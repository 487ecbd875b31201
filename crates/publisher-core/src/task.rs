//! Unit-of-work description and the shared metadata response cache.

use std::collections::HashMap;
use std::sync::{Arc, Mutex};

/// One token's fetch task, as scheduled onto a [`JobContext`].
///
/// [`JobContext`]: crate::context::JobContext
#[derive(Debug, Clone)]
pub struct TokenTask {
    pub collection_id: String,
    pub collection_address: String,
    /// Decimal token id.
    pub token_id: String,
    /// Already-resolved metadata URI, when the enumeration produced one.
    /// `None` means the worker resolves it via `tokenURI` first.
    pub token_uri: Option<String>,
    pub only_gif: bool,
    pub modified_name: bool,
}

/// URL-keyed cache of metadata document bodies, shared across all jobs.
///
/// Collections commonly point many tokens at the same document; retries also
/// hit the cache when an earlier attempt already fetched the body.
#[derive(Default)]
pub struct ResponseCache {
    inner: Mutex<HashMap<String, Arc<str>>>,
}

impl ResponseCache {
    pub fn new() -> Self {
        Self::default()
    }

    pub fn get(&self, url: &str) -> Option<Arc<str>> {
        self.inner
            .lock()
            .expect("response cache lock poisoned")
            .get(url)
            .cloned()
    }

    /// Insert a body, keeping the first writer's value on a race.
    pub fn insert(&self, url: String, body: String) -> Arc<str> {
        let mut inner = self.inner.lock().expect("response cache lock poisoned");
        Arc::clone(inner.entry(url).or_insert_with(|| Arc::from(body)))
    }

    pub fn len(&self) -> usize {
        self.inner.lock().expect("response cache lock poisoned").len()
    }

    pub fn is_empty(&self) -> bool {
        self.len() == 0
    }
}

━━━━━━━━━━━━━━━━

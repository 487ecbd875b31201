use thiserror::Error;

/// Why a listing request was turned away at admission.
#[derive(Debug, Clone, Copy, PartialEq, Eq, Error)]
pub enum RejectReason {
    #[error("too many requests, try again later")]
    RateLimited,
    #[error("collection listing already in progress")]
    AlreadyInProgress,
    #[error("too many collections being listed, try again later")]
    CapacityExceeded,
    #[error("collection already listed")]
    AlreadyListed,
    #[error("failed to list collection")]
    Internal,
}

━━━━━━━━━━━━━━━━

__Exercise requirements__
All lines in the preceding records that hold the word "String" need to be copied.

__Expected answer__
    pub collection_id: String,
    pub collection_address: String,
    pub token_id: String,
    pub token_uri: Option<String>,
    inner: Mutex<HashMap<String, Arc<str>>>,
    pub fn insert(&self, url: String, body: String) -> Arc<str> {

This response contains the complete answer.